### Task prompt
Return a copy of every line in the data below that contains "PoolSlot".

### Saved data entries
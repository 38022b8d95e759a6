//! PostgreSQL adapter
//!
//! Owns the sqlx connection pool for the lifetime of the application.
//!
//! ## States
//!
//! ```text
//! new()          → opened + pool configured (lazy, no connection yet)
//! start()        → ping; failure aborts startup
//! stop()         → pool closed, exactly once
//! ```
//!
//! ## Example
//!
//! ```ignore
//! let db = PostgresDatabase::new(&config.postgres, dispatch)?;
//! db.start().await?;
//! let row = db.fetch_one("SELECT 1").await?;
//! ```

use crate::constants::{DB_QUERY_SPAN, POSTGRES_COMPONENT};
use crate::database::pool::PoolSettings;
use crate::database::query_logger::{QueryLogLevel, QueryLogger};
use sqlx::postgres::{PgConnectOptions, PgPool, PgPoolOptions, PgQueryResult, PgRow};
use sqlx::{ConnectOptions, Connection};
use std::future::Future;
use std::str::FromStr;
use std::sync::atomic::{AtomicBool, Ordering};
use std::sync::{Arc, RwLock};
use std::time::{Duration, Instant};
use tracing::instrument::WithSubscriber;
use tracing::{Dispatch, Instrument, field, info, info_span};
use wasabi_domain::constants::DEFAULT_TIMEOUT;
use wasabi_domain::error::{Error, Result};
use wasabi_domain::error_ext::ErrorContext;
use wasabi_domain::ports::{
    HealthCheck, HealthChecker, LifecycleManaged, ServiceState, StateCell,
};
use wasabi_domain::value_objects::DatabaseConfig;

/// Row count reported by a query result, recorded on spans and log lines
pub trait AffectedRows {
    fn affected_rows(&self) -> u64;
}

impl AffectedRows for PgQueryResult {
    fn affected_rows(&self) -> u64 {
        self.rows_affected()
    }
}

impl AffectedRows for PgRow {
    fn affected_rows(&self) -> u64 {
        1
    }
}

impl<T> AffectedRows for Option<T> {
    fn affected_rows(&self) -> u64 {
        u64::from(self.is_some())
    }
}

impl<T> AffectedRows for Vec<T> {
    fn affected_rows(&self) -> u64 {
        self.len() as u64
    }
}

type PoolSlot = Arc<RwLock<Option<PgPool>>>;

/// PostgreSQL connection pool handle
pub struct PostgresDatabase {
    pool: PgPool,
    settings: PoolSettings,
    query_logger: QueryLogger,
    dispatch: Dispatch,
    state: StateCell,
    closed: AtomicBool,
    idle_cap_slot: PoolSlot,
}

impl PostgresDatabase {
    /// Open the pool
    ///
    /// No connection is made; an invalid DSN is a configuration error.
    /// Reachability is verified by [`LifecycleManaged::start`].
    pub fn new(config: &DatabaseConfig, dispatch: Dispatch) -> Result<Self> {
        let _guard = tracing::dispatcher::set_default(&dispatch);
        info!("initializing postgresql connection pool");

        if config.dsn.trim().is_empty() {
            return Err(Error::config("postgres dsn is required"));
        }

        info!("applying database connection pool settings");
        let settings = PoolSettings::resolve(config);

        let options = PgConnectOptions::from_str(&config.dsn)
            .config_context("Invalid postgres dsn")?
            .disable_statement_logging()
            .statement_cache_capacity(settings.statement_cache_capacity);

        let idle_cap_slot: PoolSlot = Arc::new(RwLock::new(None));
        let release_slot = Arc::clone(&idle_cap_slot);

        let pool = PgPoolOptions::new()
            .max_connections(settings.max_open_conns)
            .max_lifetime(settings.max_lifetime)
            .idle_timeout(settings.idle_timeout)
            .acquire_timeout(settings.acquire_timeout)
            .after_release(move |_conn, _meta| {
                let keep = release_slot
                    .read()
                    .ok()
                    .and_then(|slot| {
                        slot.as_ref()
                            .map(|pool| settings.keep_released(pool.num_idle()))
                    })
                    .unwrap_or(true);
                Box::pin(async move { Ok(keep) })
            })
            .connect_lazy_with(options);

        if let Ok(mut slot) = idle_cap_slot.write() {
            *slot = Some(pool.clone());
        }

        let query_logger = QueryLogger::new(
            QueryLogLevel::from_debug(config.debug),
            settings.slow_threshold,
            dispatch.clone(),
        );

        Ok(Self {
            pool,
            settings,
            query_logger,
            dispatch,
            state: StateCell::new(),
            closed: AtomicBool::new(false),
            idle_cap_slot,
        })
    }

    /// Underlying pool for callers issuing their own statements
    pub fn pool(&self) -> &PgPool {
        &self.pool
    }

    /// Limits applied to the pool
    pub fn settings(&self) -> &PoolSettings {
        &self.settings
    }

    pub fn query_logger(&self) -> &QueryLogger {
        &self.query_logger
    }

    /// Health checker bound to this pool
    pub fn health_checker(&self) -> PostgresHealthChecker {
        PostgresHealthChecker {
            pool: self.pool.clone(),
        }
    }

    /// Round-trip a ping over a pooled connection
    pub async fn ping(&self) -> Result<Duration> {
        ping_pool(&self.pool).await
    }

    /// Run a statement inside a `db.query` span and through the query log bridge
    ///
    /// `statement` is the SQL text as written; bind values supplied inside
    /// `run` are never logged.
    pub async fn traced<T, F, Fut>(&self, statement: &str, run: F) -> Result<T>
    where
        T: AffectedRows,
        F: FnOnce(PgPool) -> Fut,
        Fut: Future<Output = std::result::Result<T, sqlx::Error>>,
    {
        let pool = self.pool.clone();
        let logger = &self.query_logger;

        async move {
            let span = info_span!(
                DB_QUERY_SPAN,
                db.system = "postgresql",
                db.statement = statement,
                db.rows_affected = field::Empty,
            );

            let started = Instant::now();
            let result = run(pool).instrument(span.clone()).await;
            let elapsed = started.elapsed();

            span.in_scope(|| match &result {
                Ok(value) => {
                    let rows = value.affected_rows();
                    span.record("db.rows_affected", rows);
                    logger.trace(statement, elapsed, rows, None);
                }
                Err(err) => logger.trace(statement, elapsed, 0, Some(err)),
            });

            result.db_context("Query failed")
        }
        .with_subscriber(self.dispatch.clone())
        .await
    }

    /// Execute a statement without bind parameters
    pub async fn execute(&self, statement: &str) -> Result<PgQueryResult> {
        self.traced(statement, |pool| async move {
            sqlx::query(statement).execute(&pool).await
        })
        .await
    }

    /// Fetch exactly one row
    pub async fn fetch_one(&self, statement: &str) -> Result<PgRow> {
        self.traced(statement, |pool| async move {
            sqlx::query(statement).fetch_one(&pool).await
        })
        .await
    }

    /// Fetch zero or one row
    pub async fn fetch_optional(&self, statement: &str) -> Result<Option<PgRow>> {
        self.traced(statement, |pool| async move {
            sqlx::query(statement).fetch_optional(&pool).await
        })
        .await
    }

    async fn close(&self) {
        self.pool.close().await;
        if let Ok(mut slot) = self.idle_cap_slot.write() {
            slot.take();
        }
    }
}

async fn ping_pool(pool: &PgPool) -> Result<Duration> {
    let started = Instant::now();
    let mut conn = pool
        .acquire()
        .await
        .db_context("Failed to acquire postgres connection")?;
    conn.ping().await.db_context("Postgres ping failed")?;
    Ok(started.elapsed())
}

#[async_trait::async_trait]
impl LifecycleManaged for PostgresDatabase {
    fn name(&self) -> &str {
        POSTGRES_COMPONENT
    }

    fn state(&self) -> ServiceState {
        self.state.get()
    }

    async fn start(&self) -> Result<()> {
        self.state.set(ServiceState::Starting);
        match self.ping().with_subscriber(self.dispatch.clone()).await {
            Ok(latency) => {
                self.state.set(ServiceState::Running);
                let _guard = tracing::dispatcher::set_default(&self.dispatch);
                info!(latency = ?latency, "postgresql connection verified");
                Ok(())
            }
            Err(e) => {
                self.state.set(ServiceState::Stopped);
                Err(e)
            }
        }
    }

    async fn stop(&self) -> Result<()> {
        if self.closed.swap(true, Ordering::SeqCst) {
            return Ok(());
        }
        self.state.set(ServiceState::Stopping);
        self.close().with_subscriber(self.dispatch.clone()).await;
        self.state.set(ServiceState::Stopped);

        let _guard = tracing::dispatcher::set_default(&self.dispatch);
        info!("postgresql connection pool closed");
        Ok(())
    }
}

impl Drop for PostgresDatabase {
    fn drop(&mut self) {
        if let Ok(mut slot) = self.idle_cap_slot.write() {
            slot.take();
        }
    }
}

impl std::fmt::Debug for PostgresDatabase {
    fn fmt(&self, f: &mut std::fmt::Formatter<'_>) -> std::fmt::Result {
        f.debug_struct("PostgresDatabase")
            .field("settings", &self.settings)
            .field("state", &self.state.get())
            .finish_non_exhaustive()
    }
}

/// On-demand ping of the pool
///
/// Reports down once the pool is closed.
#[derive(Clone)]
pub struct PostgresHealthChecker {
    pool: PgPool,
}

#[async_trait::async_trait]
impl HealthChecker for PostgresHealthChecker {
    async fn check_health(&self) -> HealthCheck {
        if self.pool.is_closed() {
            return HealthCheck::failed(POSTGRES_COMPONENT, Some("pool closed".to_string()));
        }

        match tokio::time::timeout(DEFAULT_TIMEOUT, ping_pool(&self.pool)).await {
            Ok(Ok(latency)) => HealthCheck::healthy(POSTGRES_COMPONENT)
                .with_response_time(latency)
                .with_details(serde_json::json!({
                    "connections": self.pool.size(),
                    "idle": self.pool.num_idle(),
                })),
            Ok(Err(e)) => HealthCheck::failed(POSTGRES_COMPONENT, Some(e.to_string())),
            Err(_) => HealthCheck::failed(POSTGRES_COMPONENT, Some("ping timed out".to_string())),
        }
    }
}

### Completed exercise
type PoolSlot = Arc<RwLock<Option<PgPool>>>;
    idle_cap_slot: PoolSlot,
        let idle_cap_slot: PoolSlot = Arc::new(RwLock::new(None));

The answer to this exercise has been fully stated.